=== EXERCISE DIRECTIONS ===
For the data below, give again exactly the lines from the one containing "use super::*;" through the one containing "let options = AssociationOptions::new().with_min_support(0.5);", both ends included, and no others.

=== DATA FOR PROCESSING ===
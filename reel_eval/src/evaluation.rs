use crate::{
    metrics::{MetricCalculator, MetricError},
    recommender::{
        AssociationOptions, AssociationRecommender, PopularityOptions, PopularityRecommender,
        Recommender, RecommenderError,
    },
    EVAL_HEADING,
};
use polars::prelude::*;
use reel::{Dataset, Metrics, RecommendResult};
use reel_load::loader::{DataLoader, LoadError, LoaderOptions};
use std::time::Instant;
use thiserror::Error;
use tracing::info;

/// Support thresholds tried when sweeping the association recommender
pub const MIN_SUPPORT_SWEEP: [f64; 5] = [0.06, 0.08, 0.10, 0.12, 0.14];

/// Rating count thresholds tried when sweeping the popularity recommender
pub const MINIMUM_NUM_RATING_SWEEP: [u64; 4] = [1, 10, 100, 200];

#[derive(Debug, Error)]
pub enum EvalError {
    #[error("Could not load the dataset: {0}")]
    Load(#[from] LoadError),
    #[error("Recommender failed: {0}")]
    Recommender(#[from] RecommenderError),
    #[error("Could not score recommendations: {0}")]
    Metric(#[from] MetricError),
    #[error("Polars: {0}")]
    Polars(#[from] PolarsError),
}

/// One recommender run over one dataset, with its scores
#[derive(Clone, Debug)]
pub struct Evaluation {
    pub recommender: &'static str,
    pub metrics: Metrics,
    pub result: RecommendResult,
}

/// Runs the recommender once and scores its predictions against the test partition, looking at
/// the first `k` recommendations of each user
pub fn evaluate(
    recommender: &dyn Recommender,
    dataset: &Dataset,
    k: usize,
) -> Result<Evaluation, EvalError> {
    let start = Instant::now();
    let result = recommender.recommend(dataset)?;
    info!(
        "{}{} recommender finished in {:.2?}",
        EVAL_HEADING,
        recommender.name(),
        start.elapsed()
    );

    let metrics = MetricCalculator::new().calc(
        &dataset.test_ratings(),
        &result.pred_ratings()?,
        &dataset.test_user2items,
        &result.user2items,
        k,
    )?;
    info!("{}{}: {}", EVAL_HEADING, recommender.name(), metrics);

    Ok(Evaluation {
        recommender: recommender.name(),
        metrics,
        result,
    })
}

/// Loads a dataset and evaluates a single recommender on it
pub fn run_sample(
    recommender: &dyn Recommender,
    loader_options: &LoaderOptions,
    k: usize,
) -> Result<Evaluation, EvalError> {
    let dataset = DataLoader::new_with_options(loader_options).load()?;
    evaluate(recommender, &dataset, k)
}

/// Evaluates the association recommender once for every support threshold in
/// [`MIN_SUPPORT_SWEEP`], keeping every other option
pub fn sweep_min_support(
    dataset: &Dataset,
    options: &AssociationOptions,
    k: usize,
) -> Result<Vec<(f64, Evaluation)>, EvalError> {
    MIN_SUPPORT_SWEEP
        .iter()
        .map(|&min_support| {
            info!("{}Trying min_support {}", EVAL_HEADING, min_support);
            let options = options.clone().with_min_support(min_support);
            let recommender = AssociationRecommender::new_with_options(&options);
            Ok((min_support, evaluate(&recommender, dataset, k)?))
        })
        .collect()
}

/// Evaluates the popularity recommender once for every threshold in
/// [`MINIMUM_NUM_RATING_SWEEP`], keeping every other option
pub fn sweep_minimum_num_rating(
    dataset: &Dataset,
    options: &PopularityOptions,
    k: usize,
) -> Result<Vec<(u64, Evaluation)>, EvalError> {
    MINIMUM_NUM_RATING_SWEEP
        .iter()
        .map(|&minimum_num_rating| {
            info!(
                "{}Trying minimum_num_rating {}",
                EVAL_HEADING, minimum_num_rating
            );
            let options = options.clone().with_minimum_num_rating(minimum_num_rating);
            let recommender = PopularityRecommender::new_with_options(&options);
            Ok((minimum_num_rating, evaluate(&recommender, dataset, k)?))
        })
        .collect()
}

#[cfg(test)]
mod tests {
    use super::*;
    use crate::{
        fixtures::{dataset, movie_night, rating},
        recommender::{RandomOptions, RandomRecommender},
    };
    use std::{fs, path::Path};
    use tempfile::TempDir;

    const EPSILON: f64 = 1e-9;

    /// Users 1 and 2 share favourites. User 3 dislikes everything they rated in train
    fn shared_taste() -> Dataset {
        let train = vec![
            rating(1, 10, 5.0, 1),
            rating(1, 20, 5.0, 2),
            rating(2, 10, 5.0, 3),
            rating(2, 20, 5.0, 4),
            rating(2, 30, 5.0, 5),
            rating(3, 10, 2.0, 6),
            rating(3, 20, 2.0, 7),
        ];
        let test = vec![rating(1, 30, 4.5, 8), rating(3, 30, 5.0, 9)];
        dataset(train, test)
    }

    #[test]
    fn user_without_favourites_scores_zero() {
        let options = AssociationOptions::new().with_min_support(0.5);
        let recommender = AssociationRecommender::new_with_options(&options);

        let evaluation = evaluate(&recommender, &shared_taste(), 10).expect("Evaluation failed");

        assert_eq!(evaluation.recommender, "association");
        assert_eq!(evaluation.result.items_for(1), &[30]);
        assert!(!evaluation.result.user2items.contains_key(&3));
        // User 1 finds their only relevant movie in a list of 10, user 3 finds nothing
        assert_eq!(evaluation.metrics.rmse, 0.0);
        assert!((evaluation.metrics.precision_at_k - 0.05).abs() < EPSILON);
        assert!((evaluation.metrics.recall_at_k - 0.5).abs() < EPSILON);
    }

    #[test]
    fn unreachable_support_still_reports() {
        let options = AssociationOptions::new().with_min_support(1.1);
        let recommender = AssociationRecommender::new_with_options(&options);

        let evaluation = evaluate(&recommender, &movie_night(), 5).expect("Evaluation failed");

        assert_eq!(evaluation.metrics.precision_at_k, 0.0);
        assert_eq!(evaluation.metrics.recall_at_k, 0.0);
    }

    #[test]
    fn every_recommender_respects_the_contract() {
        let dataset = movie_night();
        let rated_user2items = dataset.rated_user2items();
        let recommenders: Vec<Box<dyn Recommender>> = vec![
            Box::new(AssociationRecommender::new_with_options(
                &AssociationOptions::new().with_min_support(0.3),
            )),
            Box::new(PopularityRecommender::new_with_options(
                &PopularityOptions::new().with_minimum_num_rating(1),
            )),
            Box::new(RandomRecommender::new_with_options(
                &RandomOptions::new().with_recommend_items(4),
            )),
        ];

        for recommender in &recommenders {
            let evaluation =
                evaluate(recommender.as_ref(), &dataset, 10).expect("Evaluation failed");

            assert!(evaluation.metrics.rmse >= 0.0);
            assert!((0.0..=1.0).contains(&evaluation.metrics.precision_at_k));
            assert!((0.0..=1.0).contains(&evaluation.metrics.recall_at_k));
            for (user_id, items) in &evaluation.result.user2items {
                assert!(items.len() <= 10);
                let rated = &rated_user2items[user_id];
                assert!(items.iter().all(|movie| !rated.contains(movie)));
            }
        }
    }

    #[test]
    fn support_sweep_never_gains_rules() {
        let dataset = movie_night();

        let sweep = sweep_min_support(&dataset, &AssociationOptions::new(), 10)
            .expect("Sweep failed");

        assert_eq!(sweep.len(), MIN_SUPPORT_SWEEP.len());
        let rule_counts: Vec<usize> = sweep
            .iter()
            .map(|(min_support, _)| {
                AssociationRecommender::new_with_options(
                    &AssociationOptions::new().with_min_support(*min_support),
                )
                .association_rules(&dataset)
                .len()
            })
            .collect();
        assert!(rule_counts.windows(2).all(|pair| pair[0] >= pair[1]));
    }

    #[test]
    fn rating_count_sweep_keeps_predictions() {
        let dataset = movie_night();

        let sweep = sweep_minimum_num_rating(&dataset, &PopularityOptions::new(), 10)
            .expect("Sweep failed");

        let thresholds: Vec<u64> = sweep.iter().map(|(threshold, _)| *threshold).collect();
        assert_eq!(thresholds, MINIMUM_NUM_RATING_SWEEP.to_vec());
        // The threshold only changes the lists, never the predicted ratings
        let first_rmse = sweep[0].1.metrics.rmse;
        assert!(sweep
            .iter()
            .all(|(_, evaluation)| (evaluation.metrics.rmse - first_rmse).abs() < EPSILON));
    }

    fn write(dir: &Path, name: &str, content: &str) {
        fs::write(dir.join(name), content).expect("Fixture not written");
    }

    #[test]
    fn runs_from_data_files() {
        let dir = TempDir::new().expect("Temporary directory not created");
        write(
            dir.path(),
            "movies.dat",
            "10::Alien (1979)::Horror|Sci-Fi\n20::Aliens (1986)::Action|Sci-Fi\n30::Heat (1995)::Crime\n",
        );
        write(dir.path(), "tags.dat", "1::10::Classic::5\n");
        write(
            dir.path(),
            "ratings.dat",
            "1::10::5::1\n1::20::5::2\n1::30::4::3\n2::10::5::4\n2::20::4.5::5\n2::30::3::6\n",
        );
        let options = LoaderOptions::new()
            .with_data_dir(&dir.path().to_string_lossy())
            .with_n_test_items(1);

        let evaluation = run_sample(&PopularityRecommender::new(), &options, 10)
            .expect("Evaluation failed");

        assert_eq!(evaluation.recommender, "popularity");
        // Only movie 30 was held out, and it has no train ratings left
        assert_eq!(
            evaluation.result.pred_ratings().expect("No predictions"),
            vec![0.0, 0.0]
        );
        assert_eq!(evaluation.metrics.precision_at_k, 0.0);
    }

    #[test]
    fn missing_data_is_a_load_error() {
        let dir = TempDir::new().expect("Temporary directory not created");
        let options = LoaderOptions::new().with_data_dir(&dir.path().to_string_lossy());

        let error = run_sample(&PopularityRecommender::new(), &options, 10)
            .expect_err("Should not load from an empty directory");

        assert!(matches!(error, EvalError::Load(_)));
    }
}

=== ANSWER BELOW ===
    use super::*;
    use crate::{
        fixtures::{dataset, movie_night, rating},
        recommender::{RandomOptions, RandomRecommender},
    };
    use std::{fs, path::Path};
    use tempfile::TempDir;

    const EPSILON: f64 = 1e-9;

    /// Users 1 and 2 share favourites. User 3 dislikes everything they rated in train
    fn shared_taste() -> Dataset {
        let train = vec![
            rating(1, 10, 5.0, 1),
            rating(1, 20, 5.0, 2),
            rating(2, 10, 5.0, 3),
            rating(2, 20, 5.0, 4),
            rating(2, 30, 5.0, 5),
            rating(3, 10, 2.0, 6),
            rating(3, 20, 2.0, 7),
        ];
        let test = vec![rating(1, 30, 4.5, 8), rating(3, 30, 5.0, 9)];
        dataset(train, test)
    }

    #[test]
    fn user_without_favourites_scores_zero() {
        let options = AssociationOptions::new().with_min_support(0.5);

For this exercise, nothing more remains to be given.